### [Brief]
Output, without any change, the listing below from its opening line up to and including the line with "the dangling case".

### [Records provided]
//! # Process Entries
//!
//! One [`ProcessEntry`] exists per opening of the facility and holds
//! everything the process owns: its channels, its connections, and the
//! *pending* registry of message records that have been received but not
//! yet replied to. Entries are shared by lookup (`Arc`), so a peer
//! mid-operation keeps an entry alive even while its process is tearing
//! down; teardown unregisters the entry first, then force-completes
//! whatever is left so no sender stays blocked.

use crate::channel::Channel;
use crate::error::{Error, Result};
use crate::message::MsgRecord;
use crate::{Chid, Coid, Pid, Rcvid};
use parking_lot::Mutex;
use std::collections::HashMap;
use std::sync::atomic::{AtomicI32, Ordering};
use std::sync::Arc;
use tracing::{debug, info};

/// Sender-side handle resolving a local coid to a `(pid, chid)` target.
///
/// A connection may outlive the channel it points at; the dangling case
/// surfaces as `BadDescriptor` at send time.
#[derive(Debug, Clone, Copy, PartialEq, Eq)]
pub(crate) struct Connection {
    pub pid: Pid,
    pub chid: Chid,
}

/// Per-process state: channels, connections, pending records
#[derive(Debug)]
pub(crate) struct ProcessEntry {
    pid: Pid,
    next_chid: AtomicI32,
    next_coid: AtomicI32,
    channels: Mutex<HashMap<Chid, Arc<Channel>>>,
    connections: Mutex<HashMap<Coid, Connection>>,
    pending: Mutex<HashMap<Rcvid, Arc<MsgRecord>>>,
}

impl ProcessEntry {
    pub(crate) fn new(pid: Pid) -> Arc<Self> {
        Arc::new(Self {
            pid,
            next_chid: AtomicI32::new(1),
            next_coid: AtomicI32::new(1),
            channels: Mutex::new(HashMap::new()),
            connections: Mutex::new(HashMap::new()),
            pending: Mutex::new(HashMap::new()),
        })
    }

    pub(crate) fn pid(&self) -> Pid {
        self.pid
    }

    /// Install a fresh channel and hand back its chid
    pub(crate) fn add_channel(&self, flags: u32) -> Chid {
        let chid = self.next_chid.fetch_add(1, Ordering::Relaxed);
        let channel = Channel::new(self.pid, chid, flags);
        self.channels.lock().insert(chid, channel);
        debug!(pid = self.pid, chid, "channel created");
        chid
    }

    /// Unlink a channel and complete everything still queued on it
    pub(crate) fn remove_channel(&self, chid: Chid) -> Result<()> {
        let channel = self
            .channels
            .lock()
            .remove(&chid)
            .ok_or(Error::NotFound)?;
        channel.drain_for_close();
        debug!(pid = self.pid, chid, "channel destroyed");
        Ok(())
    }

    /// Install a connection to `(pid, chid)`; the target channel does
    /// not have to exist yet
    pub(crate) fn add_connection(&self, pid: Pid, chid: Chid) -> Coid {
        let coid = self.next_coid.fetch_add(1, Ordering::Relaxed);
        self.connections.lock().insert(coid, Connection { pid, chid });
        debug!(pid = self.pid, coid, target_pid = pid, target_chid = chid, "connection attached");
        coid
    }

    /// Unlink a connection
    pub(crate) fn remove_connection(&self, coid: Coid) -> Result<()> {
        self.connections
            .lock()
            .remove(&coid)
            .map(|_| ())
            .ok_or(Error::NotFound)
    }

    /// Reference-counted channel lookup
    pub(crate) fn find_channel(&self, chid: Chid) -> Option<Arc<Channel>> {
        self.channels.lock().get(&chid).cloned()
    }

    /// Connection lookup; connections are small value types and copied out
    pub(crate) fn find_connection(&self, coid: Coid) -> Option<Connection> {
        self.connections.lock().get(&coid).copied()
    }

    /// Park a received record until its reply.
    ///
    /// The record enters in RECEIVING and leaves the call in PENDING;
    /// the transition happens under the pending lock so the sender-abort
    /// path can never observe the record in neither place.
    pub(crate) fn add_pending(&self, record: Arc<MsgRecord>) {
        let mut pending = self.pending.lock();
        record.mark_pending();
        pending.insert(record.rcvid(), record);
    }

    /// Remove and return the pending record for `rcvid`.
    ///
    /// Used by reply, error, and the sender-abort race; whoever gets the
    /// record out of the map owns its completion.
    pub(crate) fn release_pending(&self, rcvid: Rcvid) -> Option<Arc<MsgRecord>> {
        self.pending.lock().remove(&rcvid)
    }

    /// Copy out part of a pending record's input without consuming it.
    ///
    /// `offset` may equal the input length (zero bytes); anything past
    /// that is `Invalid`. An unknown rcvid is `NotFound`.
    pub(crate) fn read_pending(&self, rcvid: Rcvid, offset: usize, buf: &mut [u8]) -> Result<usize> {
        let pending = self.pending.lock();
        let record = pending.get(&rcvid).ok_or(Error::NotFound)?;
        let input = record.msg_input().ok_or(Error::NotFound)?;
        if offset > input.len() {
            return Err(Error::Invalid);
        }
        let take = (input.len() - offset).min(buf.len());
        buf[..take].copy_from_slice(&input[offset..offset + take]);
        Ok(take)
    }

    /// Device-close teardown, after the entry is unregistered:
    /// drain-close every channel, force-finish every pending record,
    /// drop the connections.
    pub(crate) fn teardown(&self) {
        let channels: Vec<Arc<Channel>> = {
            let mut map = self.channels.lock();
            map.drain().map(|(_, channel)| channel).collect()
        };
        for channel in channels {
            channel.drain_for_close();
        }

        let orphaned: Vec<Arc<MsgRecord>> = {
            let mut pending = self.pending.lock();
            pending.drain().map(|(_, record)| record).collect()
        };
        for record in orphaned {
            record.finish(Error::BadDescriptor.errno(), Vec::new());
        }

        self.connections.lock().clear();
        info!(pid = self.pid, "process entry torn down");
    }

    #[cfg(test)]
    pub(crate) fn pending_len_for_test(&self) -> usize {
        self.pending.lock().len()
    }
}

#[cfg(test)]
mod tests {
    use super::*;
    use crate::message::SendWake;
    use crate::wait::Wait;

    fn received_record(rcvid: Rcvid, payload: &[u8]) -> Arc<MsgRecord> {
        let record = MsgRecord::message(rcvid, 10, 20, 1, payload.to_vec(), 32, false);
        record.mark_receiving();
        record
    }

    /// Test chid and coid allocation is monotone from 1
    #[test]
    fn test_id_allocation() {
        let entry = ProcessEntry::new(20);
        assert_eq!(entry.add_channel(0), 1);
        assert_eq!(entry.add_channel(0), 2);
        assert_eq!(entry.add_connection(20, 1), 1);
        assert_eq!(entry.add_connection(20, 2), 2);
    }

    /// Test channel removal is observable and idempotent in failure
    #[test]
    fn test_remove_channel() {
        let entry = ProcessEntry::new(20);
        let chid = entry.add_channel(0);
        assert!(entry.find_channel(chid).is_some());
        entry.remove_channel(chid).unwrap();
        assert!(entry.find_channel(chid).is_none());
        assert_eq!(entry.remove_channel(chid).unwrap_err(), Error::NotFound);
    }

    /// Test connections resolve until detached
    #[test]
    fn test_connection_lifecycle() {
        let entry = ProcessEntry::new(10);
        let coid = entry.add_connection(20, 3);
        assert_eq!(
            entry.find_connection(coid),
            Some(Connection { pid: 20, chid: 3 })
        );
        entry.remove_connection(coid).unwrap();
        assert!(entry.find_connection(coid).is_none());
        assert_eq!(entry.remove_connection(coid).unwrap_err(), Error::NotFound);
    }

    /// Test pending insert/release pairs up by rcvid
    #[test]
    fn test_pending_registry() {
        let entry = ProcessEntry::new(20);
        let record = received_record(5, b"payload");
        entry.add_pending(Arc::clone(&record));

        assert!(entry.release_pending(99).is_none());
        let released = entry.release_pending(5).unwrap();
        assert!(Arc::ptr_eq(&released, &record));
        assert!(entry.release_pending(5).is_none());
    }

    /// Test partial reads out of a pending record
    #[test]
    fn test_read_pending_ranges() {
        let entry = ProcessEntry::new(20);
        entry.add_pending(received_record(7, b"abcdefgh"));

        let mut buf = [0u8; 4];
        assert_eq!(entry.read_pending(7, 2, &mut buf).unwrap(), 4);
        assert_eq!(&buf, b"cdef");

        assert_eq!(entry.read_pending(7, 6, &mut buf).unwrap(), 2);
        assert_eq!(entry.read_pending(7, 8, &mut buf).unwrap(), 0);
        assert_eq!(entry.read_pending(7, 9, &mut buf).unwrap_err(), Error::Invalid);
        assert_eq!(entry.read_pending(8, 0, &mut buf).unwrap_err(), Error::NotFound);
    }

    /// Test teardown completes pending senders with receiver-gone
    #[test]
    fn test_teardown_finishes_pending() {
        let entry = ProcessEntry::new(20);
        let record = received_record(9, b"stuck");
        entry.add_pending(Arc::clone(&record));
        entry.add_channel(0);

        entry.teardown();

        assert_eq!(entry.pending_len_for_test(), 0);
        assert_eq!(
            MsgRecord::wait_reply(&record, &Wait::immediate()),
            SendWake::Finished(-libc::EBADF)
        );
    }
}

### [Solution for this problem]
//! # Process Entries
//!
//! One [`ProcessEntry`] exists per opening of the facility and holds
//! everything the process owns: its channels, its connections, and the
//! *pending* registry of message records that have been received but not
//! yet replied to. Entries are shared by lookup (`Arc`), so a peer
//! mid-operation keeps an entry alive even while its process is tearing
//! down; teardown unregisters the entry first, then force-completes
//! whatever is left so no sender stays blocked.

use crate::channel::Channel;
use crate::error::{Error, Result};
use crate::message::MsgRecord;
use crate::{Chid, Coid, Pid, Rcvid};
use parking_lot::Mutex;
use std::collections::HashMap;
use std::sync::atomic::{AtomicI32, Ordering};
use std::sync::Arc;
use tracing::{debug, info};

/// Sender-side handle resolving a local coid to a `(pid, chid)` target.
///
/// A connection may outlive the channel it points at; the dangling case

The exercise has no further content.